** Opening Excerpted data block **
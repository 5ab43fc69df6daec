//! Prometheus metrics for the launchpad detector.
//!
//! Covers:
//! - Feed session state and reconnects
//! - Routing outcomes per feed event
//! - Published annotations per category
//! - Cache write failures
//! - Bridge clients and page interest
//!
//! # Panics
//!
//! Metric registration uses `unwrap()`. A failure means duplicate metric
//! names, which is a programming error that should crash at startup. These
//! panics only occur during static initialization.

use crate::error::TelemetryResult;
use once_cell::sync::Lazy;
use prometheus::{
    register_counter_vec, register_gauge, register_gauge_vec, register_int_counter,
    register_int_gauge, CounterVec, Encoder, Gauge, GaugeVec, IntCounter, IntGauge, TextEncoder,
};

/// Session states exported on `lpd_ws_state`.
const WS_STATES: &[&str] = &["idle", "connecting", "open", "reconnect_wait"];

/// Feed connection state (1 = connected, 0 = disconnected).
pub static WS_CONNECTED: Lazy<Gauge> = Lazy::new(|| {
    register_gauge!("lpd_ws_connected", "Feed connection state (1=connected)").unwrap()
});

/// Session state machine current state.
/// Labels: state (idle/connecting/open/reconnect_wait)
pub static WS_STATE: Lazy<GaugeVec> = Lazy::new(|| {
    register_gauge_vec!(
        "lpd_ws_state",
        "Feed session current state (1=active, 0=inactive)",
        &["state"]
    )
    .unwrap()
});

/// Labels: reason (connect_failed/error/close/heartbeat)
pub static WS_RECONNECT_TOTAL: Lazy<CounterVec> = Lazy::new(|| {
    register_counter_vec!(
        "lpd_ws_reconnect_total",
        "Total feed reconnection attempts",
        &["reason"]
    )
    .unwrap()
});

/// Labels: outcome (malformed/duplicate/unclassified/suppressed/published)
pub static FEED_EVENTS_TOTAL: Lazy<CounterVec> = Lazy::new(|| {
    register_counter_vec!(
        "lpd_feed_events_total",
        "Feed events by routing outcome",
        &["outcome"]
    )
    .unwrap()
});

pub static FACTS_PUBLISHED_TOTAL: Lazy<CounterVec> = Lazy::new(|| {
    register_counter_vec!(
        "lpd_facts_published_total",
        "Annotation facts published to pages",
        &["category"]
    )
    .unwrap()
});

pub static CACHE_WRITE_FAILURES: Lazy<IntCounter> = Lazy::new(|| {
    register_int_counter!(
        "lpd_cache_write_failures_total",
        "Failed writes to the persisted token cache"
    )
    .unwrap()
});

pub static BRIDGE_CLIENTS: Lazy<IntGauge> = Lazy::new(|| {
    register_int_gauge!("lpd_bridge_clients", "Connected page push-stream clients").unwrap()
});

pub static PAGE_INTEREST: Lazy<Gauge> = Lazy::new(|| {
    register_gauge!(
        "lpd_page_interest",
        "Whether a supported page is open (1=interested)"
    )
    .unwrap()
});

/// Metrics facade for easy access.
pub struct Metrics;

impl Metrics {
    pub fn ws_connected() {
        WS_CONNECTED.set(1.0);
    }

    pub fn ws_disconnected() {
        WS_CONNECTED.set(0.0);
    }

    /// Set the session state. Only the active state is 1.
    pub fn ws_state_set(state: &str) {
        for s in WS_STATES {
            WS_STATE.with_label_values(&[s]).set(0.0);
        }
        WS_STATE.with_label_values(&[state]).set(1.0);
    }

    pub fn ws_reconnect(reason: &str) {
        WS_RECONNECT_TOTAL.with_label_values(&[reason]).inc();
    }

    pub fn feed_event(outcome: &str) {
        FEED_EVENTS_TOTAL.with_label_values(&[outcome]).inc();
    }

    pub fn fact_published(category: &str) {
        FACTS_PUBLISHED_TOTAL.with_label_values(&[category]).inc();
    }

    pub fn cache_write_failed() {
        CACHE_WRITE_FAILURES.inc();
    }

    pub fn bridge_clients(count: usize) {
        BRIDGE_CLIENTS.set(count as i64);
    }

    pub fn interest_set(interested: bool) {
        PAGE_INTEREST.set(if interested { 1.0 } else { 0.0 });
    }

    /// Render every registered metric in the Prometheus text format.
    pub fn render() -> TelemetryResult<String> {
        let encoder = TextEncoder::new();
        let families = prometheus::gather();
        let mut buffer = Vec::new();
        encoder.encode(&families, &mut buffer)?;
        Ok(String::from_utf8_lossy(&buffer).into_owned())
    }
}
** Closing Excerpted data block **
The records above must be transcribed line for line, exactly.

_Solution for this task_
repository 5ab43fc69df6daec
//! Prometheus metrics for the launchpad detector.
//!
//! Covers:
//! - Feed session state and reconnects
//! - Routing outcomes per feed event
//! - Published annotations per category
//! - Cache write failures
//! - Bridge clients and page interest
//!
//! # Panics
//!
//! Metric registration uses `unwrap()`. A failure means duplicate metric
//! names, which is a programming error that should crash at startup. These
//! panics only occur during static initialization.

use crate::error::TelemetryResult;
use once_cell::sync::Lazy;
use prometheus::{
    register_counter_vec, register_gauge, register_gauge_vec, register_int_counter,
    register_int_gauge, CounterVec, Encoder, Gauge, GaugeVec, IntCounter, IntGauge, TextEncoder,
};

/// Session states exported on `lpd_ws_state`.
const WS_STATES: &[&str] = &["idle", "connecting", "open", "reconnect_wait"];

/// Feed connection state (1 = connected, 0 = disconnected).
pub static WS_CONNECTED: Lazy<Gauge> = Lazy::new(|| {
    register_gauge!("lpd_ws_connected", "Feed connection state (1=connected)").unwrap()
});

/// Session state machine current state.
/// Labels: state (idle/connecting/open/reconnect_wait)
pub static WS_STATE: Lazy<GaugeVec> = Lazy::new(|| {
    register_gauge_vec!(
        "lpd_ws_state",
        "Feed session current state (1=active, 0=inactive)",
        &["state"]
    )
    .unwrap()
});

/// Labels: reason (connect_failed/error/close/heartbeat)
pub static WS_RECONNECT_TOTAL: Lazy<CounterVec> = Lazy::new(|| {
    register_counter_vec!(
        "lpd_ws_reconnect_total",
        "Total feed reconnection attempts",
        &["reason"]
    )
    .unwrap()
});

/// Labels: outcome (malformed/duplicate/unclassified/suppressed/published)
pub static FEED_EVENTS_TOTAL: Lazy<CounterVec> = Lazy::new(|| {
    register_counter_vec!(
        "lpd_feed_events_total",
        "Feed events by routing outcome",
        &["outcome"]
    )
    .unwrap()
});

pub static FACTS_PUBLISHED_TOTAL: Lazy<CounterVec> = Lazy::new(|| {
    register_counter_vec!(
        "lpd_facts_published_total",
        "Annotation facts published to pages",
        &["category"]
    )
    .unwrap()
});

pub static CACHE_WRITE_FAILURES: Lazy<IntCounter> = Lazy::new(|| {
    register_int_counter!(
        "lpd_cache_write_failures_total",
        "Failed writes to the persisted token cache"
    )
    .unwrap()
});

pub static BRIDGE_CLIENTS: Lazy<IntGauge> = Lazy::new(|| {
    register_int_gauge!("lpd_bridge_clients", "Connected page push-stream clients").unwrap()
});

pub static PAGE_INTEREST: Lazy<Gauge> = Lazy::new(|| {
    register_gauge!(
        "lpd_page_interest",
        "Whether a supported page is open (1=interested)"
    )
    .unwrap()
});

/// Metrics facade for easy access.
pub struct Metrics;

impl Metrics {
    pub fn ws_connected() {
        WS_CONNECTED.set(1.0);
    }

    pub fn ws_disconnected() {
        WS_CONNECTED.set(0.0);
    }

    /// Set the session state. Only the active state is 1.
    pub fn ws_state_set(state: &str) {
        for s in WS_STATES {
            WS_STATE.with_label_values(&[s]).set(0.0);
        }
        WS_STATE.with_label_values(&[state]).set(1.0);
    }

    pub fn ws_reconnect(reason: &str) {
        WS_RECONNECT_TOTAL.with_label_values(&[reason]).inc();
    }

    pub fn feed_event(outcome: &str) {
        FEED_EVENTS_TOTAL.with_label_values(&[outcome]).inc();
    }

    pub fn fact_published(category: &str) {
        FACTS_PUBLISHED_TOTAL.with_label_values(&[category]).inc();
    }

    pub fn cache_write_failed() {
        CACHE_WRITE_FAILURES.inc();
    }

    pub fn bridge_clients(count: usize) {
        BRIDGE_CLIENTS.set(count as i64);
    }

    pub fn interest_set(interested: bool) {
        PAGE_INTEREST.set(if interested { 1.0 } else { 0.0 });
    }

    /// Render every registered metric in the Prometheus text format.
    pub fn render() -> TelemetryResult<String> {
        let encoder = TextEncoder::new();
        let families = prometheus::gather();
        let mut buffer = Vec::new();
        encoder.encode(&families, &mut buffer)?;
        Ok(String::from_utf8_lossy(&buffer).into_owned())
    }
}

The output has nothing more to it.